=== Begin Enclosure ===
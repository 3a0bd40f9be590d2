//! Polyphase filter designer
//!
//! Designs the windowed-sinc filter bank used by the arbitrary-ratio rate
//! stages. The input step per output, `1 / ratio`, is approximated by a
//! small fraction `num / den`; the bank then has `den` phases, and one
//! period of it emits `den` outputs while consuming exactly `num` inputs.

use super::engine::{RateKernel, Walk};
use super::fixed::dot_q14;
use super::fraction::{Fraction, MAX_RATIO, MIN_RATIO};
use super::tables::{COEFF_SHIFT, FILTER_HALF_LENGTH, FILTER_LENGTH, KAISER_HALF_WINDOW};
use crate::error::PlanError;
use once_cell::sync::Lazy;
use std::f64::consts::PI;
use std::fmt;

/// Gain applied to upsampling filters
pub const UPSAMPLE_SCALE: f64 = 1.0;

/// Gain applied to downsampling filters; undoes the -5 dB stage that
/// precedes every downsampling chain
pub const DOWNSAMPLE_SCALE: f64 = 65536.0 / 38084.0;

/// 128-point window built from the Kaiser half window
static TAPER: Lazy<[f64; FILTER_LENGTH]> = Lazy::new(|| {
    let mut taper = [0.0; FILTER_LENGTH];
    for (k, &w) in KAISER_HALF_WINDOW.iter().enumerate() {
        let value = w as f64 * (k + 1) as f64;
        taper[k] = value;
        taper[FILTER_LENGTH - 1 - k] = value;
    }
    taper
});

/// Build the taper table ahead of the first filter design
pub fn init_tables() {
    Lazy::force(&TAPER);
}

/// Resampling direction
#[derive(Debug, Clone, Copy, PartialEq, Eq, Hash)]
pub enum Direction {
    /// Output rate above input rate
    Upsample,
    /// Output rate below input rate
    Downsample,
}

impl Direction {
    /// Gain constant of this direction
    pub fn scale(self) -> f64 {
        match self {
            Self::Upsample => UPSAMPLE_SCALE,
            Self::Downsample => DOWNSAMPLE_SCALE,
        }
    }
}

/// One phase of a polyphase filter
#[derive(Debug, Clone, PartialEq, Eq)]
pub struct FilterPhase {
    /// Q14 taps; tap `k` weighs the input `k - 63` samples from the base
    pub coefficients: [i16; FILTER_LENGTH],
    /// Inputs consumed after this phase
    pub step: usize,
}

/// A bank of windowed-sinc filters for one resampling ratio
#[derive(Debug, Clone, PartialEq)]
pub struct PolyphaseFilter {
    ratio: f64,
    fraction: Fraction,
    direction: Direction,
    phases: Vec<FilterPhase>,
}

fn sinc(x: f64) -> f64 {
    if x.abs() < 1e-12 {
        1.0
    } else {
        x.sin() / x
    }
}

impl PolyphaseFilter {
    /// Design a filter for `ratio = dst_rate / src_rate`
    ///
    /// The ratio must lie in `[31/64, 64/31]` and on the side of 1 that
    /// matches `direction`.
    ///
    /// # Errors
    ///
    /// Returns [`PlanError::RatioOutOfRange`] otherwise.
    pub fn design(ratio: f64, direction: Direction) -> Result<Self, PlanError> {
        let in_range = (MIN_RATIO..=MAX_RATIO).contains(&ratio);
        let matches_direction = match direction {
            Direction::Upsample => ratio >= 1.0,
            Direction::Downsample => ratio <= 1.0,
        };
        if !in_range || !matches_direction {
            return Err(PlanError::RatioOutOfRange { ratio });
        }

        let fraction = Fraction::approximate((1.0 / ratio).clamp(MIN_RATIO, MAX_RATIO))
            .ok_or(PlanError::RatioOutOfRange { ratio })?;
        let num = fraction.numerator as usize;
        let den = fraction.denominator as usize;

        // Cutoff per sample of the faster side
        let fg = -0.018 + 0.5 * ratio.min(1.0 / ratio);
        let omega = 2.0 * PI * fg;
        let spacing = match direction {
            Direction::Upsample => ratio,
            Direction::Downsample => 1.0,
        };
        let gain = direction.scale() * (1u32 << COEFF_SHIFT) as f64;
        let centre = (FILTER_HALF_LENGTH - 1) as f64;

        let mut phases = Vec::with_capacity(den);
        let mut acc = 0usize;
        for _ in 0..den {
            let offset = acc as f64 / den as f64;
            acc += num;
            let step = acc / den;
            acc %= den;

            let mut taps = [0.0f64; FILTER_LENGTH];
            for (k, tap) in taps.iter_mut().enumerate() {
                let distance = (k as f64 - centre - offset) * spacing;
                *tap = TAPER[k] * sinc(omega * distance);
            }
            let dc: f64 = taps.iter().sum();

            let mut coefficients = [0i16; FILTER_LENGTH];
            for (c, t) in coefficients.iter_mut().zip(taps.iter()) {
                let q = (t / dc * gain).round();
                *c = q.clamp(i16::MIN as f64, i16::MAX as f64) as i16;
            }
            phases.push(FilterPhase { coefficients, step });
        }

        Ok(Self {
            ratio,
            fraction,
            direction,
            phases,
        })
    }

    /// Requested ratio
    pub fn ratio(&self) -> f64 {
        self.ratio
    }

    /// Approximated input step per output
    pub fn fraction(&self) -> Fraction {
        self.fraction
    }

    /// Number of phases (the fraction's denominator)
    pub fn denominator(&self) -> usize {
        self.phases.len()
    }

    /// Inputs consumed per period (the fraction's numerator)
    pub fn numerator(&self) -> usize {
        self.fraction.numerator as usize
    }

    /// Resampling direction
    pub fn direction(&self) -> Direction {
        self.direction
    }

    /// Filter phases in schedule order
    pub fn phases(&self) -> &[FilterPhase] {
        &self.phases
    }
}

impl RateKernel for PolyphaseFilter {
    fn period(&self) -> (usize, usize) {
        (self.denominator(), self.numerator())
    }

    fn step(&self, phase: usize) -> usize {
        self.phases[phase].step
    }

    fn reach(&self) -> (usize, usize) {
        (FILTER_HALF_LENGTH - 1, FILTER_HALF_LENGTH)
    }

    fn walk(&self) -> Walk {
        match self.direction {
            Direction::Upsample => Walk::Backward,
            Direction::Downsample => Walk::Forward,
        }
    }

    fn convolve(&self, phase: usize, field: &[i16]) -> i16 {
        dot_q14(&self.phases[phase].coefficients, field)
    }
}

impl fmt::Display for PolyphaseFilter {
    fn fmt(&self, f: &mut fmt::Formatter<'_>) -> fmt::Result {
        let steps: Vec<String> = self.phases.iter().map(|p| p.step.to_string()).collect();
        write!(
            f,
            "{:?} ratio {:.6}, step {} ({} phases, steps [{}])",
            self.direction,
            self.ratio,
            self.fraction,
            self.phases.len(),
            steps.join(",")
        )
    }
}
=== End Enclosure ===
_Aim of the task_
Retype each line above, keeping every character.

_Output of the task_
repository 3a0bd40f9be590d2
//! Polyphase filter designer
//!
//! Designs the windowed-sinc filter bank used by the arbitrary-ratio rate
//! stages. The input step per output, `1 / ratio`, is approximated by a
//! small fraction `num / den`; the bank then has `den` phases, and one
//! period of it emits `den` outputs while consuming exactly `num` inputs.

use super::engine::{RateKernel, Walk};
use super::fixed::dot_q14;
use super::fraction::{Fraction, MAX_RATIO, MIN_RATIO};
use super::tables::{COEFF_SHIFT, FILTER_HALF_LENGTH, FILTER_LENGTH, KAISER_HALF_WINDOW};
use crate::error::PlanError;
use once_cell::sync::Lazy;
use std::f64::consts::PI;
use std::fmt;

/// Gain applied to upsampling filters
pub const UPSAMPLE_SCALE: f64 = 1.0;

/// Gain applied to downsampling filters; undoes the -5 dB stage that
/// precedes every downsampling chain
pub const DOWNSAMPLE_SCALE: f64 = 65536.0 / 38084.0;

/// 128-point window built from the Kaiser half window
static TAPER: Lazy<[f64; FILTER_LENGTH]> = Lazy::new(|| {
    let mut taper = [0.0; FILTER_LENGTH];
    for (k, &w) in KAISER_HALF_WINDOW.iter().enumerate() {
        let value = w as f64 * (k + 1) as f64;
        taper[k] = value;
        taper[FILTER_LENGTH - 1 - k] = value;
    }
    taper
});

/// Build the taper table ahead of the first filter design
pub fn init_tables() {
    Lazy::force(&TAPER);
}

/// Resampling direction
#[derive(Debug, Clone, Copy, PartialEq, Eq, Hash)]
pub enum Direction {
    /// Output rate above input rate
    Upsample,
    /// Output rate below input rate
    Downsample,
}

impl Direction {
    /// Gain constant of this direction
    pub fn scale(self) -> f64 {
        match self {
            Self::Upsample => UPSAMPLE_SCALE,
            Self::Downsample => DOWNSAMPLE_SCALE,
        }
    }
}

/// One phase of a polyphase filter
#[derive(Debug, Clone, PartialEq, Eq)]
pub struct FilterPhase {
    /// Q14 taps; tap `k` weighs the input `k - 63` samples from the base
    pub coefficients: [i16; FILTER_LENGTH],
    /// Inputs consumed after this phase
    pub step: usize,
}

/// A bank of windowed-sinc filters for one resampling ratio
#[derive(Debug, Clone, PartialEq)]
pub struct PolyphaseFilter {
    ratio: f64,
    fraction: Fraction,
    direction: Direction,
    phases: Vec<FilterPhase>,
}

fn sinc(x: f64) -> f64 {
    if x.abs() < 1e-12 {
        1.0
    } else {
        x.sin() / x
    }
}

impl PolyphaseFilter {
    /// Design a filter for `ratio = dst_rate / src_rate`
    ///
    /// The ratio must lie in `[31/64, 64/31]` and on the side of 1 that
    /// matches `direction`.
    ///
    /// # Errors
    ///
    /// Returns [`PlanError::RatioOutOfRange`] otherwise.
    pub fn design(ratio: f64, direction: Direction) -> Result<Self, PlanError> {
        let in_range = (MIN_RATIO..=MAX_RATIO).contains(&ratio);
        let matches_direction = match direction {
            Direction::Upsample => ratio >= 1.0,
            Direction::Downsample => ratio <= 1.0,
        };
        if !in_range || !matches_direction {
            return Err(PlanError::RatioOutOfRange { ratio });
        }

        let fraction = Fraction::approximate((1.0 / ratio).clamp(MIN_RATIO, MAX_RATIO))
            .ok_or(PlanError::RatioOutOfRange { ratio })?;
        let num = fraction.numerator as usize;
        let den = fraction.denominator as usize;

        // Cutoff per sample of the faster side
        let fg = -0.018 + 0.5 * ratio.min(1.0 / ratio);
        let omega = 2.0 * PI * fg;
        let spacing = match direction {
            Direction::Upsample => ratio,
            Direction::Downsample => 1.0,
        };
        let gain = direction.scale() * (1u32 << COEFF_SHIFT) as f64;
        let centre = (FILTER_HALF_LENGTH - 1) as f64;

        let mut phases = Vec::with_capacity(den);
        let mut acc = 0usize;
        for _ in 0..den {
            let offset = acc as f64 / den as f64;
            acc += num;
            let step = acc / den;
            acc %= den;

            let mut taps = [0.0f64; FILTER_LENGTH];
            for (k, tap) in taps.iter_mut().enumerate() {
                let distance = (k as f64 - centre - offset) * spacing;
                *tap = TAPER[k] * sinc(omega * distance);
            }
            let dc: f64 = taps.iter().sum();

            let mut coefficients = [0i16; FILTER_LENGTH];
            for (c, t) in coefficients.iter_mut().zip(taps.iter()) {
                let q = (t / dc * gain).round();
                *c = q.clamp(i16::MIN as f64, i16::MAX as f64) as i16;
            }
            phases.push(FilterPhase { coefficients, step });
        }

        Ok(Self {
            ratio,
            fraction,
            direction,
            phases,
        })
    }

    /// Requested ratio
    pub fn ratio(&self) -> f64 {
        self.ratio
    }

    /// Approximated input step per output
    pub fn fraction(&self) -> Fraction {
        self.fraction
    }

    /// Number of phases (the fraction's denominator)
    pub fn denominator(&self) -> usize {
        self.phases.len()
    }

    /// Inputs consumed per period (the fraction's numerator)
    pub fn numerator(&self) -> usize {
        self.fraction.numerator as usize
    }

    /// Resampling direction
    pub fn direction(&self) -> Direction {
        self.direction
    }

    /// Filter phases in schedule order
    pub fn phases(&self) -> &[FilterPhase] {
        &self.phases
    }
}

impl RateKernel for PolyphaseFilter {
    fn period(&self) -> (usize, usize) {
        (self.denominator(), self.numerator())
    }

    fn step(&self, phase: usize) -> usize {
        self.phases[phase].step
    }

    fn reach(&self) -> (usize, usize) {
        (FILTER_HALF_LENGTH - 1, FILTER_HALF_LENGTH)
    }

    fn walk(&self) -> Walk {
        match self.direction {
            Direction::Upsample => Walk::Backward,
            Direction::Downsample => Walk::Forward,
        }
    }

    fn convolve(&self, phase: usize, field: &[i16]) -> i16 {
        dot_q14(&self.phases[phase].coefficients, field)
    }
}

impl fmt::Display for PolyphaseFilter {
    fn fmt(&self, f: &mut fmt::Formatter<'_>) -> fmt::Result {
        let steps: Vec<String> = self.phases.iter().map(|p| p.step.to_string()).collect();
        write!(
            f,
            "{:?} ratio {:.6}, step {} ({} phases, steps [{}])",
            self.direction,
            self.ratio,
            self.fraction,
            self.phases.len(),
            steps.join(",")
        )
    }
}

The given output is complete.